Using the word "information" in this context is rather disingenuous. We don't play music on our information players, we don't buy books at the local information store, and we don't see movies at the information theater. If we are going to have a good discussion, let's call things what they are.

It seems ridiculous that we should ignore the power of the internet for content distribution forever because it doesn't pay the bills now.

Fiat money is ridiculous in exactly the same way. Would you say that it seems ridiculous to ignore the power of Xerox because it doesn't pay the bills for sellers of physical goods?

1 comments

Well what do you use to view information? You don't look at it on an information screen and you don't store in on an information drive. You are just arguing Symantec. If you have a book the physical object is the book and what is written on the pages is information. Information is different from an object in that it is intangible, it is the part that gets copied when people torrent something.

Fiat money is ridiculous in exactly the same way. Would you say that it seems ridiculous to ignore the power of Xerox because it doesn't pay the bills for sellers of physical goods?

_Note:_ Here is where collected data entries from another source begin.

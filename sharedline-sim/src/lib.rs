//! Two simulated Shared Line devices on in-memory collaborators.
//!
//! [`run_simulation`] spawns a [`PairingSession`] per device, walks both
//! through discovery and the anchor exchange, and once they are synced has
//! each draw a few noisy strokes that the other must mirror.

use anyhow::{Context, Result, bail};
use rand::rngs::StdRng;
use rand::{Rng, SeedableRng};
use sharedline_stroke::{DEFAULT_LINE_WIDTH, Stroke};
use sharedline_sync::{
    Collaborators, MemoryAnchorService, MemoryDiscovery, MemoryStore, PairingSession,
    PairingState, PairingStateMachine, SessionConfig, SessionEvent, SessionHandle,
};
use sharedline_types::{AnchorTransform, ParticipantId, Point3, RoomCode, StrokeKey};
use std::collections::HashMap;
use std::fmt;
use std::sync::Arc;
use std::time::Duration;
use tokio::sync::mpsc;
use tokio::task::JoinHandle;
use tokio::time::{Instant, timeout_at};
use tracing::{debug, info, warn};

/// Participant id of the device that ends up hosting.
pub const HOST_DEVICE: &str = "device-a";
/// Participant id of the device that resolves the host's anchor.
pub const PARTNER_DEVICE: &str = "device-b";

const STROKE_SYNC_LIMIT: Duration = Duration::from_secs(10);

#[derive(Debug, Clone)]
pub struct SimConfig {
    /// Strokes each device draws once synced.
    pub seed_strokes: usize,
    /// Raw samples fed to the smoother per stroke.
    pub points_per_stroke: usize,
    /// Make the anchor service reject hosting.
    pub fail_hosting: bool,
    /// Seed for the simulated hand jitter.
    pub seed: u64,
    pub session: SessionConfig,
}

impl Default for SimConfig {
    fn default() -> Self {
        Self {
            seed_strokes: 3,
            points_per_stroke: 60,
            fail_hosting: false,
            seed: 7,
            session: SessionConfig::default(),
        }
    }
}

/// What one device went through.
#[derive(Debug, Clone)]
pub struct DeviceReport {
    pub participant: String,
    pub transitions: Vec<PairingState>,
    pub final_state: PairingState,
    pub strokes_sent: usize,
    pub strokes_received: usize,
    pub points_received: usize,
    pub anchors_resolved: usize,
    pub uploads_dropped: usize,
}

#[derive(Debug, Clone)]
pub struct SimReport {
    pub room: Option<RoomCode>,
    pub anchor_id: Option<String>,
    pub host: DeviceReport,
    pub partner: DeviceReport,
}

impl SimReport {
    pub fn synced(&self) -> bool {
        self.host.final_state == PairingState::Synced
            && self.partner.final_state == PairingState::Synced
    }
}

impl fmt::Display for SimReport {
    fn fmt(&self, f: &mut fmt::Formatter<'_>) -> fmt::Result {
        match &self.room {
            Some(room) => writeln!(f, "room:   {room}")?,
            None => writeln!(f, "room:   -")?,
        }
        writeln!(f, "anchor: {}", self.anchor_id.as_deref().unwrap_or("-"))?;
        for device in [&self.host, &self.partner] {
            let path: Vec<&str> = device.transitions.iter().map(PairingState::name).collect();
            writeln!(f)?;
            writeln!(f, "{} ({})", device.participant, device.final_state)?;
            writeln!(f, "  states:   {}", path.join(" -> "))?;
            writeln!(
                f,
                "  strokes:  {} sent, {} received ({} points)",
                device.strokes_sent, device.strokes_received, device.points_received
            )?;
            if device.uploads_dropped > 0 {
                writeln!(f, "  dropped:  {}", device.uploads_dropped)?;
            }
        }
        Ok(())
    }
}

struct World {
    store: MemoryStore,
    discovery: MemoryDiscovery,
    anchors: MemoryAnchorService,
}

struct SimDevice {
    participant: String,
    handle: SessionHandle,
    task: JoinHandle<PairingStateMachine>,
    states: mpsc::UnboundedReceiver<PairingState>,
    events: mpsc::UnboundedReceiver<SessionEvent>,
    transitions: Vec<PairingState>,
    received: HashMap<StrokeKey, usize>,
    strokes_sent: usize,
    anchors_resolved: usize,
    uploads_dropped: usize,
}

impl SimDevice {
    fn spawn(participant: &str, world: &World, config: &SessionConfig) -> Self {
        let collaborators = Collaborators {
            store: Arc::new(world.store.connect()),
            discovery: Arc::new(world.discovery.endpoint()),
            anchors: Arc::new(world.anchors.clone()),
        };
        let (mut machine, events) = PairingStateMachine::new(
            ParticipantId::new(participant),
            config.clone(),
            collaborators,
        );
        let (tx, states) = mpsc::unbounded_channel();
        machine.subscribe_state(move |_, new| {
            let _ = tx.send(new);
        });
        let (session, handle) = PairingSession::new(machine);

        Self {
            participant: participant.to_string(),
            handle,
            task: tokio::spawn(session.run()),
            states,
            events,
            transitions: Vec::new(),
            received: HashMap::new(),
            strokes_sent: 0,
            anchors_resolved: 0,
            uploads_dropped: 0,
        }
    }

    fn current(&self) -> PairingState {
        self.transitions
            .last()
            .copied()
            .unwrap_or(PairingState::Idle)
    }

    /// Waits for a state accepted by `done`.
    async fn wait_until(
        &mut self,
        limit: Duration,
        done: impl Fn(PairingState) -> bool,
    ) -> Result<PairingState> {
        let deadline = Instant::now() + limit;
        while !done(self.current()) {
            let state = timeout_at(deadline, self.states.recv())
                .await
                .with_context(|| format!("{} stuck in {}", self.participant, self.current()))?
                .context("session stopped")?;
            self.transitions.push(state);
        }
        Ok(self.current())
    }

    /// Draws `count` strokes through the smoother, uploading after every
    /// accepted sample. Returns the final point count per stroke.
    fn draw(
        &mut self,
        rng: &mut StdRng,
        config: &SimConfig,
        lane: f32,
    ) -> Result<HashMap<StrokeKey, usize>> {
        let mut drawn = HashMap::new();
        for i in 0..config.seed_strokes {
            let mut stroke = Stroke::new(DEFAULT_LINE_WIDTH);
            stroke.set_anchor(AnchorTransform::IDENTITY);
            for step in 0..config.points_per_stroke {
                let t = step as f32;
                let raw = Point3::new(
                    t * 0.01 + rng.gen_range(-0.001..0.001),
                    0.05 * (t * 0.3).sin() + rng.gen_range(-0.001..0.001),
                    lane + i as f32 * 0.05,
                );
                if stroke.add_point(raw).accepted {
                    self.handle.update_stroke(stroke.clone())?;
                }
            }
            debug!(device = %self.participant, stroke = %stroke.key(), points = stroke.len(), "stroke drawn");
            drawn.insert(stroke.key().clone(), stroke.len());
            self.strokes_sent += 1;
        }
        Ok(drawn)
    }

    /// Consumes session events until every stroke in `expected` arrived
    /// with its final point count.
    async fn mirror(&mut self, expected: &HashMap<StrokeKey, usize>) -> Result<()> {
        let deadline = Instant::now() + STROKE_SYNC_LIMIT;
        while !expected
            .iter()
            .all(|(key, len)| self.received.get(key) == Some(len))
        {
            let event = timeout_at(deadline, self.events.recv())
                .await
                .with_context(|| format!("{} missed remote strokes", self.participant))?
                .context("session stopped")?;
            self.apply(event);
        }
        Ok(())
    }

    fn apply(&mut self, event: SessionEvent) {
        match event {
            SessionEvent::StrokeAdded(stroke) | SessionEvent::StrokeUpdated(stroke) => {
                self.received.insert(stroke.key().clone(), stroke.len());
            }
            SessionEvent::StrokeRemoved(key) => {
                self.received.remove(&key);
            }
            SessionEvent::LocalStrokeRemoved(key) => {
                warn!(device = %self.participant, stroke = %key, "upload dropped");
                self.uploads_dropped += 1;
            }
            SessionEvent::AnchorResolved(transform) => {
                debug!(device = %self.participant, origin = ?transform.translation(), "anchor resolved");
                self.anchors_resolved += 1;
            }
        }
    }

    async fn finish(mut self) -> Result<(DeviceReport, PairingStateMachine)> {
        self.handle.shutdown()?;
        let machine = (&mut self.task).await.context("session task failed")?;
        while let Ok(state) = self.states.try_recv() {
            self.transitions.push(state);
        }
        while let Ok(event) = self.events.try_recv() {
            self.apply(event);
        }

        let report = DeviceReport {
            participant: self.participant,
            transitions: self.transitions,
            final_state: machine.state(),
            strokes_sent: self.strokes_sent,
            strokes_received: self.received.len(),
            points_received: self.received.values().sum(),
            anchors_resolved: self.anchors_resolved,
            uploads_dropped: self.uploads_dropped,
        };
        Ok((report, machine))
    }
}

/// Pairs two simulated devices and, once synced, exchanges strokes.
pub async fn run_simulation(config: &SimConfig) -> Result<SimReport> {
    let world = World {
        store: MemoryStore::new(),
        discovery: MemoryDiscovery::new(),
        anchors: MemoryAnchorService::new(),
    };
    world.anchors.set_fail_hosting(config.fail_hosting);
    let pairing_limit = config.session.discovery_timeout()
        + config.session.pairing_timeout()
        + Duration::from_secs(1);

    let mut host = SimDevice::spawn(HOST_DEVICE, &world, &config.session);
    let mut partner = SimDevice::spawn(PARTNER_DEVICE, &world, &config.session);
    info!(seed_strokes = config.seed_strokes, fail_hosting = config.fail_hosting, "simulation started");

    host.handle.begin_pairing()?;
    partner.handle.begin_pairing()?;
    let discovered = |s: PairingState| {
        matches!(s, PairingState::AwaitingPartnerAnchorReady(_)) || s.is_terminal()
    };
    let host_state = host.wait_until(pairing_limit, discovered).await?;
    let partner_state = partner.wait_until(pairing_limit, discovered).await?;

    if !host_state.is_terminal() && !partner_state.is_terminal() {
        host.handle
            .ready_to_set_anchor(AnchorTransform::from_translation(Point3::new(0.0, 0.0, -0.5)))?;
        partner.handle.ready_to_set_anchor(AnchorTransform::IDENTITY)?;
        host.wait_until(pairing_limit, |s| s.is_terminal()).await?;
        partner.wait_until(pairing_limit, |s| s.is_terminal()).await?;
    }

    if host.current() == PairingState::Synced && partner.current() == PairingState::Synced {
        let mut rng = StdRng::seed_from_u64(config.seed);
        let from_host = host.draw(&mut rng, config, 0.0)?;
        let from_partner = partner.draw(&mut rng, config, 0.5)?;
        partner.mirror(&from_host).await?;
        host.mirror(&from_partner).await?;
    } else {
        warn!(host = %host.current(), partner = %partner.current(), "devices did not sync");
    }

    let (host, host_machine) = host.finish().await?;
    let (partner, partner_machine) = partner.finish().await?;
    if host.transitions.is_empty() {
        bail!("host never left idle");
    }

    Ok(SimReport {
        room: host_machine.room_code().cloned(),
        anchor_id: partner_machine.room().anchor_id().map(str::to_string),
        host,
        partner,
    })
}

That makes no sense. I don't see what you mean. Right now the internet could deliver content to more people more efficiently than a retail store but it is being restricted by laws that have been put in place to guarantee a paycheck for the content creators. I don't think that this is bad but I do think that we are in a state of transition and that in the not so distant future you will not go to a store to get music movies or books (except possibly as a novelty)

Kind of like a hotel is a physical object but your stay in it is intangible so once you forge the key you are entitled in staying for free? Or kind of like McDonald's brand name is intangible so anyone can open a shack and call it McDonalds without paying a franchise fee?

Seriously, you can make up esoteric arguments ad infinitum and ad absurdum but the fact is, an arbitrary distinction - digital vs. printed - does not a theft unmake. Information wants to be free but books, movies and songs want to sell, or we wouldn't be having this argument.

One last interesting thing for you to ponder: the entire fiction genre is, by definition, misinformation.

I said that information is intangible, not that all intangible things are information.

You are being absurd. A physical book and a digital representation of the information are completely different. The only thing that they have in common is that once used you get the same information. If you steal a book, that is theft. If you copy a book that is copyright infringement. The difference is that the person who had the book stolen from then is deprived of property in one example and in the other they are not.

This is not a simple matter. Making a copy is not theft. There are not clear lines here.